Cheniere Energy's plans to build an export terminal for U.S. natural gas is "the most embarrassing evidence yet" that U.S. energy policy is "a complete farce," Cramer said Monday.
"We are throwing away any chance to be independent of OPEC by exporting a cleaner, cheaper fuel to other nations through Cheniere’s terminal," Cramer complained. "Meanwhile we keep importing millions upon millions of barrels of oil from countries that have often been at odds with our national interests, to be all diplomatic about it.
So what should be done? We need to use nat gas to power our cars and trucks, Cramer said.
As Clean Energy Fuels continues to build nat gas fueling stations across the country, the switch to nat gas seems more likely.
We know cross-country travel on nat gas alone can be done, Cramer said. He pointed to Murray Gerber, who recently drove from California to New York in a nat gas-powered Hummer.
The former chairman and CEO of nat gas producer EQT , Gerber sought to prove there are already enough nat gas re-fueling stations in place to make a transcontinental trip possible.

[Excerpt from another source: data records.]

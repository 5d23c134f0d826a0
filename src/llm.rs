use serde::{Deserialize, Serialize};
use reqwest::Client;
use crate::error::{AppError, Result};

const GEMINI_BASE_URL: &str = "https://generativelanguage.googleapis.com/v1beta";

/// One turn of the conversation as the Gemini wire format sees it.
#[derive(Debug, Clone)]
pub struct WireTurn {
    pub role: WireRole,
    pub text: String,
}

#[derive(Debug, Clone, Copy, PartialEq, Eq)]
pub enum WireRole {
    User,
    Model,
}

impl WireRole {
    fn as_str(self) -> &'static str {
        match self {
            WireRole::User => "user",
            WireRole::Model => "model",
        }
    }
}

impl WireTurn {
    pub fn user(text: &str) -> Self {
        Self { role: WireRole::User, text: text.to_string() }
    }

    pub fn model(text: &str) -> Self {
        Self { role: WireRole::Model, text: text.to_string() }
    }
}

#[derive(Serialize)]
struct GenerateRequest {
    contents: Vec<Content>,
    #[serde(skip_serializing_if = "Option::is_none")]
    system_instruction: Option<SystemInstruction>,
}

#[derive(Serialize)]
struct SystemInstruction {
    parts: Vec<Part>,
}

#[derive(Serialize)]
struct Content {
    role: String,
    parts: Vec<Part>,
}

#[derive(Serialize)]
struct Part {
    text: String,
}

#[derive(Deserialize)]
struct GenerateResponse {
    #[serde(default)]
    candidates: Vec<Candidate>,
    #[serde(rename = "usageMetadata")]
    usage_metadata: Option<UsageMetadata>,
}

#[derive(Deserialize)]
struct Candidate {
    content: CandidateContent,
}

#[derive(Deserialize)]
struct CandidateContent {
    #[serde(default)]
    parts: Vec<CandidatePart>,
}

#[derive(Deserialize)]
struct CandidatePart {
    text: String,
}

#[derive(Deserialize)]
struct UsageMetadata {
    #[serde(rename = "totalTokenCount")]
    total_token_count: Option<u32>,
}

/// The model's reply for one round, plus the endpoint's token count for
/// that round when it reported one.
#[derive(Debug, Clone)]
pub struct ModelReply {
    pub text: String,
    pub total_tokens: Option<u32>,
}

/// Google Gemini `generateContent` client.
pub struct GeminiClient {
    client: Client,
    api_key: String,
    model: String,
}

impl GeminiClient {
    /// Validates the credential and builds the client. A blank key is an
    /// `AuthError` before any request is made.
    pub fn new(api_key: &str, model: &str) -> Result<Self> {
        if api_key.trim().is_empty() {
            return Err(AppError::AuthError("Gemini API key is required".to_string()));
        }

        Ok(Self {
            client: Client::new(),
            api_key: api_key.to_string(),
            model: model.to_string(),
        })
    }

    pub fn model_name(&self) -> &str {
        &self.model
    }

    /// Sends the accumulated turns and returns the first candidate's text.
    pub async fn chat(&self, system_message: &str, turns: &[WireTurn]) -> Result<ModelReply> {
        let url = format!("{}/models/{}:generateContent", GEMINI_BASE_URL, self.model);

        let request = GenerateRequest {
            contents: turns
                .iter()
                .map(|turn| Content {
                    role: turn.role.as_str().to_string(),
                    parts: vec![Part { text: turn.text.clone() }],
                })
                .collect(),
            system_instruction: Some(SystemInstruction {
                parts: vec![Part { text: system_message.to_string() }],
            }),
        };

        tracing::debug!(model = %self.model, turns = turns.len(), "sending Gemini request");

        let response = self
            .client
            .post(&url)
            .query(&[("key", &self.api_key)])
            .json(&request)
            .send()
            .await
            .map_err(|e| AppError::RemoteError(format!("Gemini request failed: {}", e)))?;

        let status = response.status();
        if !status.is_success() {
            let body = response.text().await.unwrap_or_default();
            let message = remote_error_message(&body).unwrap_or(body);
            let lowered = message.to_lowercase();

            return Err(match status.as_u16() {
                401 | 403 => AppError::AuthError(message),
                _ if looks_like_auth_failure(&lowered) => AppError::AuthError(message),
                _ => AppError::RemoteError(format!("Gemini API error ({}): {}", status, message)),
            });
        }

        let reply: GenerateResponse = response
            .json()
            .await
            .map_err(|e| AppError::RemoteError(format!("Failed to parse Gemini response: {}", e)))?;

        let candidate = reply
            .candidates
            .into_iter()
            .next()
            .ok_or_else(|| AppError::RemoteError("No candidates returned from Gemini".to_string()))?;

        let part = candidate
            .content
            .parts
            .into_iter()
            .next()
            .ok_or_else(|| AppError::RemoteError("No content parts in Gemini response".to_string()))?;

        Ok(ModelReply {
            text: part.text,
            total_tokens: reply.usage_metadata.and_then(|u| u.total_token_count),
        })
    }
}

fn looks_like_auth_failure(lowered_message: &str) -> bool {
    ["api key", "permission", "authenticate"]
        .iter()
        .any(|marker| lowered_message.contains(marker))
}

/// Pulls `error.message` out of a Gemini error body when it is JSON.
fn remote_error_message(body: &str) -> Option<String> {
    let value: serde_json::Value = serde_json::from_str(body).ok()?;
    value["error"]["message"].as_str().map(str::to_string)
}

Yet when it comes to U.S. nat gas usage, two concerns remain.
First, the federal government won't pass an incentive plan to make the switch possible.
Second, the government continues to think electric-powered vehicles are the future of the automobile industry, even as it's impractical for heavy-duty vehicles, like 18-wheelers.
Cramer thinks the government should end the ethanol subsidy and put that money toward incentivizing diesel trucks' switch to nat gas.